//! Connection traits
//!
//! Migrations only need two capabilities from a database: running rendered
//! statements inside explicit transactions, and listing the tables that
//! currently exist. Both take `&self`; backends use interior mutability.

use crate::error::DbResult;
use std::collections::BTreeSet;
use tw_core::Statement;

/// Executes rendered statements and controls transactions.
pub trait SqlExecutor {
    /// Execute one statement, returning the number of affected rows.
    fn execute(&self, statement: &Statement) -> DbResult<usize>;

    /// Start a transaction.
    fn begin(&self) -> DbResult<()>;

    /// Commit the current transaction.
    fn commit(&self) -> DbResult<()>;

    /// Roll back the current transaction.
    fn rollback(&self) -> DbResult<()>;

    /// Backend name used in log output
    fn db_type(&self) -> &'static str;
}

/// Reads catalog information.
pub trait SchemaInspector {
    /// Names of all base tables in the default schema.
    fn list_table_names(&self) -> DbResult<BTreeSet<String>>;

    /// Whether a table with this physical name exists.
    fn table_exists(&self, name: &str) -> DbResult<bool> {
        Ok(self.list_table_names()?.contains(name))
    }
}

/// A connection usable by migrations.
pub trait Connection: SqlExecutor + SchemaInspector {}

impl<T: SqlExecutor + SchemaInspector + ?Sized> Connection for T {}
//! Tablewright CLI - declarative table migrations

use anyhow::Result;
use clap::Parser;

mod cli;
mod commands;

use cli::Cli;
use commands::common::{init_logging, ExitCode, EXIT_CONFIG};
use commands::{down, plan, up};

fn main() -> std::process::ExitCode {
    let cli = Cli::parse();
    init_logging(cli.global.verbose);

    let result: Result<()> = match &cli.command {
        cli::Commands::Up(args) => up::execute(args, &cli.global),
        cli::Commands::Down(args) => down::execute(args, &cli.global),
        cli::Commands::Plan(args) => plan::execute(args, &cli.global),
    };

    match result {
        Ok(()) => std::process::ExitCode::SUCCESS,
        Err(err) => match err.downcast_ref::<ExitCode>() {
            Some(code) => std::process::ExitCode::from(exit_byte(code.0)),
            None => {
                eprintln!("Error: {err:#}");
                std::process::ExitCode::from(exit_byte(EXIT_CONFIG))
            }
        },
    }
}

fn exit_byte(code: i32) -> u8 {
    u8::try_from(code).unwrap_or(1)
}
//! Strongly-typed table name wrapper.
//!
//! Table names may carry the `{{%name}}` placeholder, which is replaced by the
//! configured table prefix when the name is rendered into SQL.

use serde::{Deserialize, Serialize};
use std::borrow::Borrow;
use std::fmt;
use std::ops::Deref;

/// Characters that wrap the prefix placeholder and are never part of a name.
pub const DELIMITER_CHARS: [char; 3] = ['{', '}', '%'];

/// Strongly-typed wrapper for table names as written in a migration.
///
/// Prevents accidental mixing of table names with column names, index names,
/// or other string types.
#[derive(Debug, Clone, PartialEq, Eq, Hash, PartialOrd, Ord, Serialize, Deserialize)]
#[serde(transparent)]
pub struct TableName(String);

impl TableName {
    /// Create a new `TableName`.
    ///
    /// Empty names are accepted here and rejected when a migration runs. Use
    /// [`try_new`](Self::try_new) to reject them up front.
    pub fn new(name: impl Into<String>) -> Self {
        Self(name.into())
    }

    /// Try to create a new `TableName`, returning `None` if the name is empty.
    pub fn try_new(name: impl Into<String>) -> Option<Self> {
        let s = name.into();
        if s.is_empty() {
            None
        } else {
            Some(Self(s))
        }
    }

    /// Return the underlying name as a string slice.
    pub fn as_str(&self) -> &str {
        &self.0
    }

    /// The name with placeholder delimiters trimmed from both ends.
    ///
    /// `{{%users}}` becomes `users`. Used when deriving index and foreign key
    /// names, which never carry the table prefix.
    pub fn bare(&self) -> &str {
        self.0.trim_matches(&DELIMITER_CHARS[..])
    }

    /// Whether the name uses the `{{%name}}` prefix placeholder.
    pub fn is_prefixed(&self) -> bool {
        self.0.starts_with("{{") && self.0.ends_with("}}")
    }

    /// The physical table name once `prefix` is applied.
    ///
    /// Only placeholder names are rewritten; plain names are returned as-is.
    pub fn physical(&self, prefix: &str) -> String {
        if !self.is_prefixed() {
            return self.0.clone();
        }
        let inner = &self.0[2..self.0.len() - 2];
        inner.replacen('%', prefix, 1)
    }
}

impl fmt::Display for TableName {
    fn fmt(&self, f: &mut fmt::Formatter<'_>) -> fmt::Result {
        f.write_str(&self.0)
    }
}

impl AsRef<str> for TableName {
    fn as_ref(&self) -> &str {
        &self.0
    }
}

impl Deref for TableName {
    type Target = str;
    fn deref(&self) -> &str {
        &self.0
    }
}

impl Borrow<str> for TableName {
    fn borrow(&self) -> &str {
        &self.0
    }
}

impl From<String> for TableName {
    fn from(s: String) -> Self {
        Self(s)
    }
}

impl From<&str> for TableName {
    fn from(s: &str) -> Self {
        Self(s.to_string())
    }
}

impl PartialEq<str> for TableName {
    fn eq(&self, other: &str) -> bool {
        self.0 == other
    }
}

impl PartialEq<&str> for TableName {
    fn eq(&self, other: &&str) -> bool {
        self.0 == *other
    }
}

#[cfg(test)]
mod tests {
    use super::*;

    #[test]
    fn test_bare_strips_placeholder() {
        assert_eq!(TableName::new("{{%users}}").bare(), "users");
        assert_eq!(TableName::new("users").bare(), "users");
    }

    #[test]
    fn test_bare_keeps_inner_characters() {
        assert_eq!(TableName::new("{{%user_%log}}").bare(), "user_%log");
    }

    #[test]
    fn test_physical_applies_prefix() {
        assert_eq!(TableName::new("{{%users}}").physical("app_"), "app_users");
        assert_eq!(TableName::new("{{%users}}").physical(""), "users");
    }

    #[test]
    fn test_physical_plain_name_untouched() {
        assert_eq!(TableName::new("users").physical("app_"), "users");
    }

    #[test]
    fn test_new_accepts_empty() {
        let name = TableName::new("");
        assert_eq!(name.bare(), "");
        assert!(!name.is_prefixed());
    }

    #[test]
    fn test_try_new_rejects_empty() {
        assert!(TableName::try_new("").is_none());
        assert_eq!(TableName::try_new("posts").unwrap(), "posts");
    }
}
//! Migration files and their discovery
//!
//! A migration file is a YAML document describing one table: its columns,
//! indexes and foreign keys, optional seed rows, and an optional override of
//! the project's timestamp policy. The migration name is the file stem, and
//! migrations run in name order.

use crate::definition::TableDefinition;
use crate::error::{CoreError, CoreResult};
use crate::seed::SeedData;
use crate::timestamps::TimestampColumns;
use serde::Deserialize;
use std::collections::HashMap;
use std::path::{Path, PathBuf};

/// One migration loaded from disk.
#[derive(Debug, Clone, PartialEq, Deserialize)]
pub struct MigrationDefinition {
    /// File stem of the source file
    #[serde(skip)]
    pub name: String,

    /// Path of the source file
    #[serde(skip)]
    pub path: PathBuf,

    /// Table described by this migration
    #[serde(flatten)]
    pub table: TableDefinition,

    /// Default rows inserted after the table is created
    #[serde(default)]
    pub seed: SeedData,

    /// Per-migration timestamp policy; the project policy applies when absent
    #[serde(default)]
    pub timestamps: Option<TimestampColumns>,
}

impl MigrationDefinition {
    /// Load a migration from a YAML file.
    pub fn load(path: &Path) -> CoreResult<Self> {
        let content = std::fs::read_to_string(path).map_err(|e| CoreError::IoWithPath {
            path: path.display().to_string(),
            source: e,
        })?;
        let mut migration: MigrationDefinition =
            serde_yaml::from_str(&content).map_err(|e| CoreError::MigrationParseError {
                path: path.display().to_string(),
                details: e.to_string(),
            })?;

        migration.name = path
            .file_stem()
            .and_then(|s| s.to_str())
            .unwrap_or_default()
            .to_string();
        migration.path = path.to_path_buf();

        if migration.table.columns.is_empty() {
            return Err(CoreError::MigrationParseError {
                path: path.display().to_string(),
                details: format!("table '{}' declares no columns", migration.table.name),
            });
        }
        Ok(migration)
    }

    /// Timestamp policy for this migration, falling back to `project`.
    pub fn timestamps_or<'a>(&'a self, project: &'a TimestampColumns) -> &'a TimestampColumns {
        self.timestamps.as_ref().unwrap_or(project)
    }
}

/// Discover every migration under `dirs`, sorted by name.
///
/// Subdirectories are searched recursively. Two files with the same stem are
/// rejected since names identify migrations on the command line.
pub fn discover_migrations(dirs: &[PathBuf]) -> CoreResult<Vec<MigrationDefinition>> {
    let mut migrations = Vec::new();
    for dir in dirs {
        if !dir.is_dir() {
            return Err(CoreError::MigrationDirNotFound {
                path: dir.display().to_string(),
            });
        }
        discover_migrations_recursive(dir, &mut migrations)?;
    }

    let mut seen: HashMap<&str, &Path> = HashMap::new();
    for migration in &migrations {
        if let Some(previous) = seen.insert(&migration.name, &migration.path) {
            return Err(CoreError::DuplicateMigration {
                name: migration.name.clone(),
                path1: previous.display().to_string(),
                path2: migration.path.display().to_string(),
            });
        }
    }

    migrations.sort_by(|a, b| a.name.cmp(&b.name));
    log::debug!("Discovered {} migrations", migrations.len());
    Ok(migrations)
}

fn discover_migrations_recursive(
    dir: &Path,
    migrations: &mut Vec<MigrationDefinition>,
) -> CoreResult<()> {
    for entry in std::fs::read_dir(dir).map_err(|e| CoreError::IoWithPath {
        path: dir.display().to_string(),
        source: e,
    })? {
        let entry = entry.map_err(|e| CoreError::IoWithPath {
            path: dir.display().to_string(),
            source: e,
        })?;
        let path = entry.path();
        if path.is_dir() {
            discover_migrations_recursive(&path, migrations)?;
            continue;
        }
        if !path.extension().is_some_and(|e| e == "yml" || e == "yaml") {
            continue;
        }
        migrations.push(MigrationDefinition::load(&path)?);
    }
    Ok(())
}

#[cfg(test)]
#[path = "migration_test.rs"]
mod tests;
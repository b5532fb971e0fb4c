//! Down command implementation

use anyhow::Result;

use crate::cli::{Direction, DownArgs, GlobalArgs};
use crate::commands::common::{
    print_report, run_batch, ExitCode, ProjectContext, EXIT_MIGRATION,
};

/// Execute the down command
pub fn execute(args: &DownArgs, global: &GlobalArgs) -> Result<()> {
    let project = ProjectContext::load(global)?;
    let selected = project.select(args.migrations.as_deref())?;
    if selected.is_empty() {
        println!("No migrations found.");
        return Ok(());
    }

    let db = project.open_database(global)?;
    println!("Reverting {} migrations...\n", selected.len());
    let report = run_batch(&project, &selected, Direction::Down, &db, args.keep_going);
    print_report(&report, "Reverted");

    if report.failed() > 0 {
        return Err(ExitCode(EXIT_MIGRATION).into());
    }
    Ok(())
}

[PROBLEM REQUIREMENTS]
Which lines run from the one containing "the down command" through the end of the material? Output exactly those lines and no others.

[SOLUTION TO THE EXERCISE]
/// Execute the down command
pub fn execute(args: &DownArgs, global: &GlobalArgs) -> Result<()> {
    let project = ProjectContext::load(global)?;
    let selected = project.select(args.migrations.as_deref())?;
    if selected.is_empty() {
        println!("No migrations found.");
        return Ok(());
    }

    let db = project.open_database(global)?;
    println!("Reverting {} migrations...\n", selected.len());
    let report = run_batch(&project, &selected, Direction::Down, &db, args.keep_going);
    print_report(&report, "Reverted");

    if report.failed() > 0 {
        return Err(ExitCode(EXIT_MIGRATION).into());
    }
    Ok(())
}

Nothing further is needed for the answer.